The Discussion Paper "Enhancing Open and Accountable Government" released today by the Solomon Review, has the intended purpose "to raise the major issues that will be considered by the Panel appointed by the Queensland Government to recommend ways to improve and modernise the Queensland Freedom of Information Act 1992".
Full FOI Review Discussion paper
It covers the waterfront by listing a whole range of issues and posing a series of questions that go to the heart of the open government debate - what should legislation seek to achieve in the light of technological and other changes to the Westminster system; how to promote pro active disclosure and access to personal information outside FOI; should the legislation cover the public sector comprehensively, and possibly be extended to others including the private sector; how should the balance be struck between the public right to know and the need for some confidentiality in the conduct of government functions; what are reasonable processing standards and appropriate review mechanisms.
The Paper draws extensively on writings about FOI reform by leading Australian authorities, Rick Snell (so many citations he might reasonably ask for a royalty) and Moira Patterson, and the Canadian Alasdair Roberts. It's all very progressive stuff.

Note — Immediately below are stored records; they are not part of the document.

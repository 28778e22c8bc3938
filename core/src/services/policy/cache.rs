//! Atomically-swapped snapshot of the role → permission mapping.

use std::collections::{HashMap, HashSet};
use std::sync::Arc;

use arc_swap::ArcSwap;
use tracing::info;

use crate::errors::{DomainResult, PolicyError};
use crate::repositories::RoleRepository;

/// Immutable role → permission-set mapping as of one reload generation.
///
/// Role and permission names are stored lowercased; lookups are therefore
/// case-insensitive.
#[derive(Debug, Default)]
pub struct PolicySnapshot {
    grants: HashMap<String, HashSet<String>>,
}

impl PolicySnapshot {
    /// Case-insensitive membership test. An unknown role has no permissions
    /// by definition, so it yields `false` rather than an error.
    pub fn has_permission(&self, role: &str, permission: &str) -> bool {
        self.grants
            .get(&role.to_lowercase())
            .map(|perms| perms.contains(&permission.to_lowercase()))
            .unwrap_or(false)
    }

    /// Number of roles in this snapshot
    pub fn role_count(&self) -> usize {
        self.grants.len()
    }
}

/// Read-mostly policy cache built from the role repository.
///
/// Exactly one snapshot is current at any instant; `reload` builds a complete
/// replacement off to the side and swaps the pointer, so readers observe
/// either the old or the new generation in full, never a mix.
pub struct PolicyCache<R: RoleRepository> {
    repository: R,
    snapshot: ArcSwap<PolicySnapshot>,
}

impl<R: RoleRepository> PolicyCache<R> {
    /// Creates a cache with an empty initial snapshot; call
    /// [`reload`](Self::reload) to populate it.
    pub fn new(repository: R) -> Self {
        Self {
            repository,
            snapshot: ArcSwap::from_pointee(PolicySnapshot::default()),
        }
    }

    /// Fetch all roles and their permissions and swap in a fresh snapshot.
    ///
    /// Any repository failure aborts the whole rebuild and leaves the
    /// previous snapshot in place: stale-but-valid beats empty.
    pub async fn reload(&self) -> DomainResult<()> {
        let roles = self
            .repository
            .list_roles()
            .await
            .map_err(|err| PolicyError::RepositoryUnavailable {
                message: err.to_string(),
            })?;

        let mut grants: HashMap<String, HashSet<String>> = HashMap::with_capacity(roles.len());
        for role in roles {
            let permissions = self
                .repository
                .list_permissions_for_role(role.id)
                .await
                .map_err(|err| PolicyError::RepositoryUnavailable {
                    message: err.to_string(),
                })?;

            grants.insert(
                role.name.to_lowercase(),
                permissions.into_iter().map(|p| p.name.to_lowercase()).collect(),
            );
        }

        let roles = grants.len();
        self.snapshot.store(Arc::new(PolicySnapshot { grants }));
        info!(roles, "policy snapshot reloaded");

        Ok(())
    }

    /// Case-insensitive permission check against the current snapshot
    pub fn has_permission(&self, role: &str, permission: &str) -> bool {
        self.snapshot.load().has_permission(role, permission)
    }

    /// The current snapshot, for callers needing several checks against one
    /// consistent generation
    pub fn current(&self) -> Arc<PolicySnapshot> {
        self.snapshot.load_full()
    }

    #[cfg(test)]
    pub(crate) fn repository(&self) -> &R {
        &self.repository
    }
}
//! Configuration module with business-specific sub-modules
//!
//! - `keys` - Public key store location for token verification
//! - `revocation` - Revocation cache sweep cadence
//! - `events` - Fanout channel names for cross-instance propagation

pub mod events;
pub mod keys;
pub mod revocation;

use serde::{Deserialize, Serialize};

pub use events::EventChannelsConfig;
pub use keys::KeyStoreConfig;
pub use revocation::RevocationConfig;

/// Complete guard configuration combining all sub-configurations
#[derive(Debug, Clone, Default, Deserialize, Serialize)]
pub struct AuthzConfig {
    /// Public key store configuration
    #[serde(default)]
    pub keys: KeyStoreConfig,

    /// Revocation cache configuration
    #[serde(default)]
    pub revocation: RevocationConfig,

    /// Event channel configuration
    #[serde(default)]
    pub events: EventChannelsConfig,
}

impl AuthzConfig {
    /// Load configuration from an optional file plus `AUTHZ_*` environment
    /// variables (e.g. `AUTHZ_REVOCATION__SWEEP_INTERVAL_SECS=60`).
    ///
    /// Missing sources fall back to the defaults of each section.
    pub fn load(path: Option<&str>) -> Result<Self, config::ConfigError> {
        let mut builder = config::Config::builder();

        if let Some(path) = path {
            builder = builder.add_source(config::File::with_name(path).required(false));
        }

        builder
            .add_source(config::Environment::with_prefix("AUTHZ").separator("__"))
            .build()?
            .try_deserialize()
    }
}
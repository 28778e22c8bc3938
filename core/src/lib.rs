//! # AuthZ Core
//!
//! Core authorization logic for the guard service. This crate contains the
//! domain entities, the error taxonomy, the collaborator ports (key source,
//! role repository, message broker), and the services that make up the guard:
//! token verification, the revocation cache, the policy cache, and the event
//! bridge that keeps independent instances eventually consistent.

pub mod domain;
pub mod errors;
pub mod repositories;
pub mod services;

// Re-export commonly used types for convenience
pub use domain::{AuthzEvent, Claims, Permission, RevokedToken, Role};
pub use errors::*;
pub use repositories::*;
pub use services::*;
//! Filesystem-backed key source reading `<directory>/<kid>.pem`.

use std::path::PathBuf;

use async_trait::async_trait;
use tracing::debug;

use authz_core::errors::{DomainError, DomainResult};
use authz_core::repositories::KeySource;
use authz_shared::KeyStoreConfig;

/// Reads PEM-encoded public keys from a directory, one file per `kid`.
///
/// Rotation is a file drop: new kids resolve as soon as their file exists,
/// with no process restart.
pub struct FileKeySource {
    base_dir: PathBuf,
}

impl FileKeySource {
    pub fn new(base_dir: impl Into<PathBuf>) -> Self {
        Self {
            base_dir: base_dir.into(),
        }
    }

    pub fn from_config(config: &KeyStoreConfig) -> Self {
        Self::new(config.directory.clone())
    }

    /// Kids become file names, so only a conservative character set is
    /// allowed; anything else is treated as an unknown key.
    fn is_safe_kid(kid: &str) -> bool {
        !kid.is_empty()
            && kid
                .chars()
                .all(|c| c.is_ascii_alphanumeric() || c == '-' || c == '_')
    }
}

#[async_trait]
impl KeySource for FileKeySource {
    async fn read_key_material(&self, kid: &str) -> DomainResult<Option<Vec<u8>>> {
        if !Self::is_safe_kid(kid) {
            debug!(kid, "rejected unsafe kid");
            return Ok(None);
        }

        let path = self.base_dir.join(format!("{kid}.pem"));
        match tokio::fs::read(&path).await {
            Ok(bytes) => Ok(Some(bytes)),
            Err(err) if err.kind() == std::io::ErrorKind::NotFound => Ok(None),
            Err(err) => Err(DomainError::Internal {
                message: format!("failed to read key file {}: {err}", path.display()),
            }),
        }
    }
}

It will be interesting to see who, if anyone, advocates the status quo or questions what are clearly moves towards what the Premier of Queensland said was her objective in establishing the review: a complete overhaul and an entirely new Freedom of Information Act.
The Paper provides plenty of food for thought for all FOI policy makers around the country. Would that they and their ministers are interested.
Submissions are invited closing 7 March.
The Review Panel and the Australian Law Reform Commission (with a reference on Federal Freedom of Information in the last days of the Howard Government) will hold a joint public seminar on 6 March - contact the Panel Secretary by 29 February.